Task prompt: Return the listing below in full, exactly.

Dataset extract below:

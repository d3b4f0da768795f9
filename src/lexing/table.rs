//! Token tables
//!
//!     A token table is the ordered list of separators a [Lexer](super::Lexer) looks for.
//!     Each entry pairs a token kind with a trigger, which is either a literal string or a
//!     regular expression. Order matters: when several entries match at the same position
//!     the one registered first wins.
//!
//!     Kinds are closed enums implementing [TokenKind]. The kind named by
//!     [TokenKind::TEXT] is reserved for runs of input no entry matched.

use once_cell::sync::Lazy;
use serde::Serialize;
use std::borrow::Cow;
use std::fmt;
use std::hash::Hash;
use std::ops::BitOr;

/// A closed set of token kinds produced by one token table.
pub trait TokenKind: Copy + Eq + Hash + fmt::Debug + 'static {
    /// Kind given to unmatched text between separators.
    const TEXT: Self;

    /// Every kind of the enum, used to build dispatch tables.
    const ALL: &'static [Self];
}

/// Matching modifiers of a [TokenDef].
#[derive(Debug, Clone, Copy, PartialEq, Eq, Hash, Default)]
pub struct TokenFlags(u8);

impl TokenFlags {
    pub const NONE: TokenFlags = TokenFlags(0);
    /// The trigger is a regular expression rather than a literal.
    pub const REGEX: TokenFlags = TokenFlags(1);
    /// ASCII case folding for literals, `(?i)` for patterns.
    pub const CASE_INSENSITIVE: TokenFlags = TokenFlags(1 << 1);

    pub const fn contains(self, other: TokenFlags) -> bool {
        self.0 & other.0 == other.0
    }

    pub const fn union(self, other: TokenFlags) -> TokenFlags {
        TokenFlags(self.0 | other.0)
    }
}

impl BitOr for TokenFlags {
    type Output = TokenFlags;

    fn bitor(self, rhs: Self) -> Self::Output {
        self.union(rhs)
    }
}

/// A named separator rule.
#[derive(Debug, Clone, PartialEq, Eq)]
pub struct TokenDef<K> {
    kind: K,
    name: Cow<'static, str>,
    trigger: Cow<'static, str>,
    flags: TokenFlags,
}

impl<K: TokenKind> TokenDef<K> {
    /// A literal separator usable in constants.
    pub const fn literal(kind: K, name: &'static str, trigger: &'static str) -> Self {
        Self {
            kind,
            name: Cow::Borrowed(name),
            trigger: Cow::Borrowed(trigger),
            flags: TokenFlags::NONE,
        }
    }

    /// A regular expression separator usable in constants.
    pub const fn pattern(kind: K, name: &'static str, trigger: &'static str) -> Self {
        Self {
            kind,
            name: Cow::Borrowed(name),
            trigger: Cow::Borrowed(trigger),
            flags: TokenFlags::REGEX,
        }
    }

    /// A separator built at runtime, e.g. from settings.
    pub fn new(
        kind: K,
        name: impl Into<String>,
        trigger: impl Into<String>,
        flags: TokenFlags,
    ) -> Self {
        Self {
            kind,
            name: Cow::Owned(name.into()),
            trigger: Cow::Owned(trigger.into()),
            flags,
        }
    }

    pub fn with_flags(mut self, flags: TokenFlags) -> Self {
        self.flags = self.flags.union(flags);
        self
    }

    pub fn kind(&self) -> K {
        self.kind
    }

    pub fn name(&self) -> &str {
        &self.name
    }

    pub fn trigger(&self) -> &str {
        &self.trigger
    }

    pub fn flags(&self) -> TokenFlags {
        self.flags
    }

    pub fn is_regex(&self) -> bool {
        self.flags.contains(TokenFlags::REGEX)
    }

    /// The pattern actually compiled for regex entries: anchored at the scan position,
    /// with case folding applied when requested.
    pub(crate) fn anchored_pattern(&self) -> String {
        if self.flags.contains(TokenFlags::CASE_INSENSITIVE) {
            format!("^(?i:{})", self.trigger)
        } else {
            format!("^(?:{})", self.trigger)
        }
    }
}

/// Ordered set of token definitions.
#[derive(Debug, Clone, PartialEq, Eq)]
pub struct TokenTable<K> {
    defs: Vec<TokenDef<K>>,
}

impl<K: TokenKind> TokenTable<K> {
    pub fn new() -> Self {
        Self { defs: Vec::new() }
    }

    /// Appends a definition; it loses ties against every earlier one.
    pub fn push(&mut self, def: TokenDef<K>) -> &mut Self {
        self.defs.push(def);
        self
    }

    pub fn iter(&self) -> impl Iterator<Item = &TokenDef<K>> {
        self.defs.iter()
    }

    pub fn len(&self) -> usize {
        self.defs.len()
    }

    pub fn is_empty(&self) -> bool {
        self.defs.is_empty()
    }

    pub fn find_by_name(&self, name: &str) -> Option<&TokenDef<K>> {
        self.defs.iter().find(|def| def.name() == name)
    }
}

impl<K: TokenKind> Default for TokenTable<K> {
    fn default() -> Self {
        Self::new()
    }
}

impl<K: TokenKind> From<Vec<TokenDef<K>>> for TokenTable<K> {
    fn from(defs: Vec<TokenDef<K>>) -> Self {
        Self { defs }
    }
}

impl<K: TokenKind> FromIterator<TokenDef<K>> for TokenTable<K> {
    fn from_iter<I: IntoIterator<Item = TokenDef<K>>>(iter: I) -> Self {
        Self {
            defs: iter.into_iter().collect(),
        }
    }
}

/// Kinds of the built-in word splitting table.
#[derive(Debug, Clone, Copy, PartialEq, Eq, Hash, Serialize)]
pub enum WordKind {
    Word,
    NonWord,
    Text,
}

impl TokenKind for WordKind {
    const TEXT: Self = WordKind::Text;
    const ALL: &'static [Self] = &[WordKind::Word, WordKind::NonWord, WordKind::Text];
}

pub const WORD: TokenDef<WordKind> = TokenDef::pattern(WordKind::Word, "word", r"\w+");
pub const NON_WORD: TokenDef<WordKind> =
    TokenDef::pattern(WordKind::NonWord, "non-word", r"\W+");

/// Splits input into alternating runs of word and non-word characters.
pub static WORD_SPLIT: Lazy<TokenTable<WordKind>> =
    Lazy::new(|| TokenTable::from(vec![WORD, NON_WORD]));

#[cfg(test)]
mod tests {
    use super::*;

    #[test]
    fn flags_combine() {
        let flags = TokenFlags::REGEX | TokenFlags::CASE_INSENSITIVE;
        assert!(flags.contains(TokenFlags::REGEX));
        assert!(flags.contains(TokenFlags::CASE_INSENSITIVE));
        assert!(!TokenFlags::REGEX.contains(TokenFlags::CASE_INSENSITIVE));
    }

    #[test]
    fn anchored_pattern_applies_case_folding() {
        let def = WORD.with_flags(TokenFlags::CASE_INSENSITIVE);
        assert_eq!(def.anchored_pattern(), r"^(?i:\w+)");
        assert_eq!(NON_WORD.anchored_pattern(), r"^(?:\W+)");
    }

    fn kinds_of<K: TokenKind>() -> &'static [K] {
        K::ALL
    }

    #[test]
    fn kind_list_is_static_and_holds_text() {
        let all = kinds_of::<WordKind>();
        assert_eq!(all.len(), 3);
        assert!(all.contains(&WordKind::TEXT));
    }

    #[test]
    fn word_split_table_keeps_order() {
        let names: Vec<_> = WORD_SPLIT.iter().map(|def| def.name()).collect();
        assert_eq!(names, vec!["word", "non-word"]);
        assert_eq!(
            WORD_SPLIT.find_by_name("non-word").map(|d| d.kind()),
            Some(WordKind::NonWord)
        );
    }
}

End of Dataset extract.

The answer:
repository d3b4f0da768795f9
filename src/lexing/table.rs
//! Token tables
//!
//!     A token table is the ordered list of separators a [Lexer](super::Lexer) looks for.
//!     Each entry pairs a token kind with a trigger, which is either a literal string or a
//!     regular expression. Order matters: when several entries match at the same position
//!     the one registered first wins.
//!
//!     Kinds are closed enums implementing [TokenKind]. The kind named by
//!     [TokenKind::TEXT] is reserved for runs of input no entry matched.

use once_cell::sync::Lazy;
use serde::Serialize;
use std::borrow::Cow;
use std::fmt;
use std::hash::Hash;
use std::ops::BitOr;

/// A closed set of token kinds produced by one token table.
pub trait TokenKind: Copy + Eq + Hash + fmt::Debug + 'static {
    /// Kind given to unmatched text between separators.
    const TEXT: Self;

    /// Every kind of the enum, used to build dispatch tables.
    const ALL: &'static [Self];
}

/// Matching modifiers of a [TokenDef].
#[derive(Debug, Clone, Copy, PartialEq, Eq, Hash, Default)]
pub struct TokenFlags(u8);

impl TokenFlags {
    pub const NONE: TokenFlags = TokenFlags(0);
    /// The trigger is a regular expression rather than a literal.
    pub const REGEX: TokenFlags = TokenFlags(1);
    /// ASCII case folding for literals, `(?i)` for patterns.
    pub const CASE_INSENSITIVE: TokenFlags = TokenFlags(1 << 1);

    pub const fn contains(self, other: TokenFlags) -> bool {
        self.0 & other.0 == other.0
    }

    pub const fn union(self, other: TokenFlags) -> TokenFlags {
        TokenFlags(self.0 | other.0)
    }
}

impl BitOr for TokenFlags {
    type Output = TokenFlags;

    fn bitor(self, rhs: Self) -> Self::Output {
        self.union(rhs)
    }
}

/// A named separator rule.
#[derive(Debug, Clone, PartialEq, Eq)]
pub struct TokenDef<K> {
    kind: K,
    name: Cow<'static, str>,
    trigger: Cow<'static, str>,
    flags: TokenFlags,
}

impl<K: TokenKind> TokenDef<K> {
    /// A literal separator usable in constants.
    pub const fn literal(kind: K, name: &'static str, trigger: &'static str) -> Self {
        Self {
            kind,
            name: Cow::Borrowed(name),
            trigger: Cow::Borrowed(trigger),
            flags: TokenFlags::NONE,
        }
    }

    /// A regular expression separator usable in constants.
    pub const fn pattern(kind: K, name: &'static str, trigger: &'static str) -> Self {
        Self {
            kind,
            name: Cow::Borrowed(name),
            trigger: Cow::Borrowed(trigger),
            flags: TokenFlags::REGEX,
        }
    }

    /// A separator built at runtime, e.g. from settings.
    pub fn new(
        kind: K,
        name: impl Into<String>,
        trigger: impl Into<String>,
        flags: TokenFlags,
    ) -> Self {
        Self {
            kind,
            name: Cow::Owned(name.into()),
            trigger: Cow::Owned(trigger.into()),
            flags,
        }
    }

    pub fn with_flags(mut self, flags: TokenFlags) -> Self {
        self.flags = self.flags.union(flags);
        self
    }

    pub fn kind(&self) -> K {
        self.kind
    }

    pub fn name(&self) -> &str {
        &self.name
    }

    pub fn trigger(&self) -> &str {
        &self.trigger
    }

    pub fn flags(&self) -> TokenFlags {
        self.flags
    }

    pub fn is_regex(&self) -> bool {
        self.flags.contains(TokenFlags::REGEX)
    }

    /// The pattern actually compiled for regex entries: anchored at the scan position,
    /// with case folding applied when requested.
    pub(crate) fn anchored_pattern(&self) -> String {
        if self.flags.contains(TokenFlags::CASE_INSENSITIVE) {
            format!("^(?i:{})", self.trigger)
        } else {
            format!("^(?:{})", self.trigger)
        }
    }
}

/// Ordered set of token definitions.
#[derive(Debug, Clone, PartialEq, Eq)]
pub struct TokenTable<K> {
    defs: Vec<TokenDef<K>>,
}

impl<K: TokenKind> TokenTable<K> {
    pub fn new() -> Self {
        Self { defs: Vec::new() }
    }

    /// Appends a definition; it loses ties against every earlier one.
    pub fn push(&mut self, def: TokenDef<K>) -> &mut Self {
        self.defs.push(def);
        self
    }

    pub fn iter(&self) -> impl Iterator<Item = &TokenDef<K>> {
        self.defs.iter()
    }

    pub fn len(&self) -> usize {
        self.defs.len()
    }

    pub fn is_empty(&self) -> bool {
        self.defs.is_empty()
    }

    pub fn find_by_name(&self, name: &str) -> Option<&TokenDef<K>> {
        self.defs.iter().find(|def| def.name() == name)
    }
}

impl<K: TokenKind> Default for TokenTable<K> {
    fn default() -> Self {
        Self::new()
    }
}

impl<K: TokenKind> From<Vec<TokenDef<K>>> for TokenTable<K> {
    fn from(defs: Vec<TokenDef<K>>) -> Self {
        Self { defs }
    }
}

impl<K: TokenKind> FromIterator<TokenDef<K>> for TokenTable<K> {
    fn from_iter<I: IntoIterator<Item = TokenDef<K>>>(iter: I) -> Self {
        Self {
            defs: iter.into_iter().collect(),
        }
    }
}

/// Kinds of the built-in word splitting table.
#[derive(Debug, Clone, Copy, PartialEq, Eq, Hash, Serialize)]
pub enum WordKind {
    Word,
    NonWord,
    Text,
}

impl TokenKind for WordKind {
    const TEXT: Self = WordKind::Text;
    const ALL: &'static [Self] = &[WordKind::Word, WordKind::NonWord, WordKind::Text];
}

pub const WORD: TokenDef<WordKind> = TokenDef::pattern(WordKind::Word, "word", r"\w+");
pub const NON_WORD: TokenDef<WordKind> =
    TokenDef::pattern(WordKind::NonWord, "non-word", r"\W+");

/// Splits input into alternating runs of word and non-word characters.
pub static WORD_SPLIT: Lazy<TokenTable<WordKind>> =
    Lazy::new(|| TokenTable::from(vec![WORD, NON_WORD]));

#[cfg(test)]
mod tests {
    use super::*;

    #[test]
    fn flags_combine() {
        let flags = TokenFlags::REGEX | TokenFlags::CASE_INSENSITIVE;
        assert!(flags.contains(TokenFlags::REGEX));
        assert!(flags.contains(TokenFlags::CASE_INSENSITIVE));
        assert!(!TokenFlags::REGEX.contains(TokenFlags::CASE_INSENSITIVE));
    }

    #[test]
    fn anchored_pattern_applies_case_folding() {
        let def = WORD.with_flags(TokenFlags::CASE_INSENSITIVE);
        assert_eq!(def.anchored_pattern(), r"^(?i:\w+)");
        assert_eq!(NON_WORD.anchored_pattern(), r"^(?:\W+)");
    }

    fn kinds_of<K: TokenKind>() -> &'static [K] {
        K::ALL
    }

    #[test]
    fn kind_list_is_static_and_holds_text() {
        let all = kinds_of::<WordKind>();
        assert_eq!(all.len(), 3);
        assert!(all.contains(&WordKind::TEXT));
    }

    #[test]
    fn word_split_table_keeps_order() {
        let names: Vec<_> = WORD_SPLIT.iter().map(|def| def.name()).collect();
        assert_eq!(names, vec!["word", "non-word"]);
        assert_eq!(
            WORD_SPLIT.find_by_name("non-word").map(|d| d.kind()),
            Some(WordKind::NonWord)
        );
    }
}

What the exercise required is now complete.